National Australia Bank (NAB) on Thursday said that, along with Queensland, WA would most likely spearhead the country’s capital growth in the next two years.
“Queensland is expected to lead the country for capital growth in the next 12 months, although expectations were pared back to 0.7% (2.0% in Q1 2018). WA is next best at 0.6% (1.3% in Q1 2018), followed by SA/NT (0.3% vs. 1.8% in Q1 2018),” NAB disclosed.
WA had been the worst performing market across the nation over the last three years after the end of the mining construction boom and a drastic slowdown in population growth. However, tighter lending standards and a surge in supply, particularly in Sydney, led to prices falling nationally, according to Perth Now.
Within the next two years, house prices in WA are expected to improve by almost 2%— the highest of any capital city.

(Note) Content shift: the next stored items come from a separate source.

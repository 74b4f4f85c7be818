use std::io::{self, IsTerminal};

use tracing_subscriber::fmt::format::Writer;
use tracing_subscriber::fmt::time::FormatTime;
use tracing_subscriber::util::{SubscriberInitExt, TryInitError};
use tracing_subscriber::{EnvFilter, fmt, layer::SubscriberExt};

/// Filter used when `RUST_LOG` is not set.
pub const DEFAULT_FILTER: &str = "info";

/// Filter used when `RUST_LOG` is not set and debug mode is on.
pub const DEBUG_FILTER: &str = "debug,hyper=info,reqwest=info,h2=info";

/// RFC3339 UTC timer implemented via `chrono` (no extra features).
/// Example output: `2025-09-12T10:20:30Z`
#[derive(Clone, Debug, Default)]
struct ChronoRfc3339Utc;

impl FormatTime for ChronoRfc3339Utc {
    fn format_time(&self, w: &mut Writer<'_>) -> std::fmt::Result {
        let now = chrono::Utc::now();
        // no fractional seconds, Z-suffix
        let s = now.to_rfc3339_opts(chrono::SecondsFormat::Secs, true);
        w.write_str(&s)
    }
}

/// Picks the env filter: `RUST_LOG` wins, otherwise [`DEFAULT_FILTER`] or
/// [`DEBUG_FILTER`] depending on `debug`.
pub fn env_filter(debug: bool) -> EnvFilter {
    let fallback = if debug { DEBUG_FILTER } else { DEFAULT_FILTER };
    EnvFilter::try_from_default_env().unwrap_or_else(|_| EnvFilter::new(fallback))
}

/// Installs the process-wide subscriber.
///
/// - RFC3339 UTC timestamps
/// - Compact single-line format with target and `file:line`
/// - Span close events (duration of `#[instrument]`ed calls)
/// - ANSI colors only when stdout is a terminal
///
/// # Errors
/// Fails if a global subscriber was already installed.
pub fn init(debug: bool) -> Result<(), TryInitError> {
    let use_ansi = io::stdout().is_terminal();

    let fmt_layer = fmt::layer()
        .compact()
        .with_timer(ChronoRfc3339Utc)
        .with_level(true)
        .with_target(true)
        .with_file(debug)
        .with_line_number(debug)
        .with_ansi(use_ansi)
        .with_span_events(fmt::format::FmtSpan::CLOSE);

    tracing_subscriber::registry()
        .with(env_filter(debug))
        .with(fmt_layer)
        .try_init()
}
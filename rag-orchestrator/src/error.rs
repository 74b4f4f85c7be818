//! Typed errors for the rag-orchestrator crate.

use thiserror::Error;

/// Error produced by a [`Retriever`](crate::Retriever) or
/// [`Generator`](crate::Generator) implementation.
pub type BackendError = Box<dyn std::error::Error + Send + Sync + 'static>;

/// Why a question could not be answered.
#[derive(Debug, Error)]
pub enum PipelineError {
    /// The question was blank after trimming. Client error.
    #[error("question is empty")]
    EmptyQuestion,

    /// The retriever failed; the generator was not called.
    #[error("retrieval failed: {0}")]
    Retrieval(#[source] BackendError),

    /// The generator failed after context was retrieved.
    #[error("generation failed: {0}")]
    Generation(#[source] BackendError),
}

impl PipelineError {
    /// `true` when the caller sent something invalid.
    pub fn is_client_error(&self) -> bool {
        matches!(self, PipelineError::EmptyQuestion)
    }
}

/// Invalid orchestrator configuration.
#[derive(Debug, Error)]
pub enum ConfigError {
    #[error("failed to parse env variable {key} = '{value}'")]
    EnvParse { key: &'static str, value: String },
}
//! High-level orchestration for preparing index content from the website.
//!
//! The single public entry point `run_pipeline` fetches the configured pages,
//! cleans them into documents, cuts documents into word-window chunks and
//! exports everything into `<out_dir>/<timestamp>/`. Loading the export into
//! the vector index is done by the hosting platform.

use std::collections::HashSet;
use std::path::PathBuf;
use std::time::Duration;

use anyhow::{Context, Result};
use chrono::Utc;
use tracing::{info, warn};

use crate::{
    config::model::PipelineConfig,
    core::{chunking::chunk_document, summary::PipelineSummary},
    export::save_all::{self, PersistSummary},
    model::{
        document::{Chunk, Document},
        page::ScrapedPage,
    },
    scrape::PageFetcher,
};

/// Main pipeline: scrape → clean → chunk → export.
///
/// # Steps:
/// 1. **Fetch** every configured URL once (failures are recorded, not fatal).
/// 2. **Clean** successful pages and drop documents below the size gate.
/// 3. **Chunk** each document into overlapping word windows.
/// 4. **Export** chunks and a summary into a timestamped folder.
#[tracing::instrument(level = "info", skip_all, fields(urls = cfg.urls.len()))]
pub async fn run_pipeline(cfg: &PipelineConfig) -> Result<PersistSummary> {
    cfg.validate()?;
    info!(
        window = cfg.chunking.window(),
        overlap = cfg.chunking.overlap(),
        min_size = cfg.chunking.min_size(),
        min_content_chars = cfg.min_content_chars,
        "Configuration loaded"
    );

    // 1. Fetch
    let fetcher = PageFetcher::new(Duration::from_secs(cfg.scrape_timeout_secs))
        .context("build HTTP client")?;
    let urls = unique_urls(&cfg.urls);
    let pages = fetcher.fetch_all(&urls).await;
    let failed = pages.iter().filter(|p| !p.is_success()).count();
    info!(total = pages.len(), failed, "Scraped pages");
    if failed == pages.len() {
        warn!("every page failed to scrape; export will be empty");
    }

    // 2-3. Clean and chunk
    let (documents, chunks) = process_pages(&pages, cfg);

    // 4. Export
    let timestamp = Utc::now().format("%Y%m%d_%H%M%S").to_string();
    let out_dir: PathBuf = cfg.out_dir.join(timestamp);
    let summary = save_all::persist_all(
        &out_dir,
        &chunks,
        PipelineSummary::from_counts(&pages, &documents, &chunks),
    )?;

    info!(out_dir = %out_dir.display(), chunks = chunks.len(), "Artifacts saved");
    Ok(summary)
}

/// Cleans pages into documents and chunks them. Pure; no I/O.
pub fn process_pages(pages: &[ScrapedPage], cfg: &PipelineConfig) -> (Vec<Document>, Vec<Chunk>) {
    let documents: Vec<Document> = pages
        .iter()
        .filter_map(|p| {
            let doc = Document::from_page(p, cfg.min_content_chars);
            if doc.is_none() && p.is_success() {
                warn!(url = %p.url, "dropped page with insufficient content");
            }
            doc
        })
        .collect();
    info!(count = documents.len(), "Cleaned documents");

    let chunks: Vec<Chunk> = documents
        .iter()
        .flat_map(|d| chunk_document(d, &cfg.chunking))
        .collect();
    info!(count = chunks.len(), "Generated chunks");

    (documents, chunks)
}

/// Drops repeated URLs, keeping the first occurrence.
fn unique_urls(urls: &[String]) -> Vec<String> {
    let mut seen = HashSet::new();
    urls.iter()
        .filter(|u| seen.insert(u.as_str()))
        .cloned()
        .collect()
}

#[cfg(test)]
mod tests {
    use super::*;
    use crate::core::chunking::ChunkingConfig;
    use crate::model::{document::Section, page::ScrapeStatus};

    fn page(url: &str, words: usize) -> ScrapedPage {
        let body = (0..words).map(|i| format!("word{i}")).collect::<Vec<_>>().join(" ");
        ScrapedPage {
            url: url.into(),
            title: "Title".into(),
            html: format!("<main><p>{body}</p><script>ignored()</script></main>"),
            scraped_at: Utc::now(),
            status: ScrapeStatus::Success,
            error: None,
        }
    }

    #[test]
    fn pages_flow_into_chunks() {
        let cfg = PipelineConfig {
            chunking: ChunkingConfig::new(20, 5, 5).unwrap(),
            min_content_chars: 30,
            ..PipelineConfig::default()
        };
        let pages = vec![
            page("https://x/solar", 50),
            page("https://x/help", 2),
            ScrapedPage::failed("https://x/plans", "timeout"),
        ];

        let (docs, chunks) = process_pages(&pages, &cfg);

        assert_eq!(docs.len(), 1);
        assert_eq!(docs[0].section, Section::Solar);
        assert!(!docs[0].cleaned_text.contains("ignored"));
        // 50 words, window 20, step 15: [0..20] [15..35] [30..50]
        assert_eq!(chunks.len(), 3);
        assert!(chunks.iter().all(|c| c.url == "https://x/solar"));
        assert_eq!(chunks[2].chunk_id, "https://x/solar_2");
    }

    #[test]
    fn repeated_urls_are_fetched_once() {
        let urls = vec!["a".to_string(), "b".to_string(), "a".to_string()];
        assert_eq!(unique_urls(&urls), vec!["a".to_string(), "b".to_string()]);
    }
}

Further, WA rental market was projected to tighten, after the worst performance for landlords in more than twenty years.
Experts anticipated a 0.1 % increase in rents this year and a 1.1% increase in 2019. So far, rents have fallen close to 20% since late 2014.
Meanwhile, prices were expected to drop 2.1% in New South Wales this year and 1.8% in 2019.
NAB chief economist Alan Oster warned that the market could weaken, especially if regulators tightened lending standards.
“Any further tightening in lending standards or additional changes to government or prudential policy to address affordability or financial stability concerns are likely to have an impact on these forecasts,” he said.